Subarachnoid hemorrhage (SAH) is a devastating condition with high morbidity and mortality rates due to the lack of effective
therapy.
Nucleotide-binding oligomerization domain-like receptor family pyrin domain-containing 3 (NLRP3)
inflammasome activation associated with the upregulation of apoptotic signaling pathway has been implicated in various inflammatory diseases including hemorrhagic insults.
Melatonin is reported to possess substantial anti-inflammatory properties, which is beneficial for early
brain injury (EBI) after SAH. However, the molecular mechanisms have not been clearly identified. This study was designed to investigate the protective effects of
melatonin against EBI induced by SAH and to elucidate the potential mechanisms. The adult mice were subjected to SAH.

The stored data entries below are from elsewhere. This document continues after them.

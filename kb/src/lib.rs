//! # Knowledge Base
//!
//! Data model and loading for QnA Bot knowledge bases.
//!
//! - **Model**: [`KnowledgeBase`] of [`QnaEntry`] items plus fallback answers
//! - **Validation**: field-level schema checks before typed decoding
//! - **Sources**: [`KnowledgeBaseSource`] keeps a knowledge base in memory or
//!   re-reads it from disk on every load
//!
//! ```rust,ignore
//! use qnabot_kb::{KnowledgeBase, KnowledgeBaseSource, SourceStrategy};
//!
//! let source = KnowledgeBaseSource::from_path("kb.json", SourceStrategy::Owned)?;
//! let kb = source.load()?;
//! println!("{} entries", kb.len());
//! ```

pub mod error;
pub mod knowledge_base;
pub mod schema;
pub mod source;

pub use error::{KnowledgeBaseError, Result};
pub use knowledge_base::{KnowledgeBase, KnowledgeBaseBuilder, KnowledgeBaseInfo, QnaEntry};
pub use schema::check_schema;
pub use source::{KnowledgeBaseSource, SourceStrategy};

const DEFAULT_KNOWLEDGE_BASE: &str = include_str!("../assets/default.json");

/// The knowledge base bundled with the crate.
pub fn default_knowledge_base() -> Result<KnowledgeBase> {
    KnowledgeBase::from_json_str(DEFAULT_KNOWLEDGE_BASE)
}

Melatonin or vehicle was injected intraperitoneally 2 hr after SAH.
Melatonin was neuroprotective, as shown by increased survival rate, as well as elevated neurological score, greater survival of neurons, preserved brain
glutathione levels, and reduced
brain edema,
malondialdehyde concentrations, apoptotic ratio, and blood-brain barrier (BBB) disruption.
Melatonin also attenuated the expressions of NLRP3, apoptosis-associated speck-like
protein containing a caspase recruitment domain (ASC), cleaved caspase-1, interleukin-1β (IL-1β), and
interleukin-6 (IL-6); these changes were also associated with an increase in the anti-apoptotic factor (Bcl2) and reduction in the pro-apoptotic factor (Bim). In summary, our results demonstrate that
melatonin treatment attenuates the EBI following SAH by inhibiting NLRP3
inflammasome-associated apoptosis.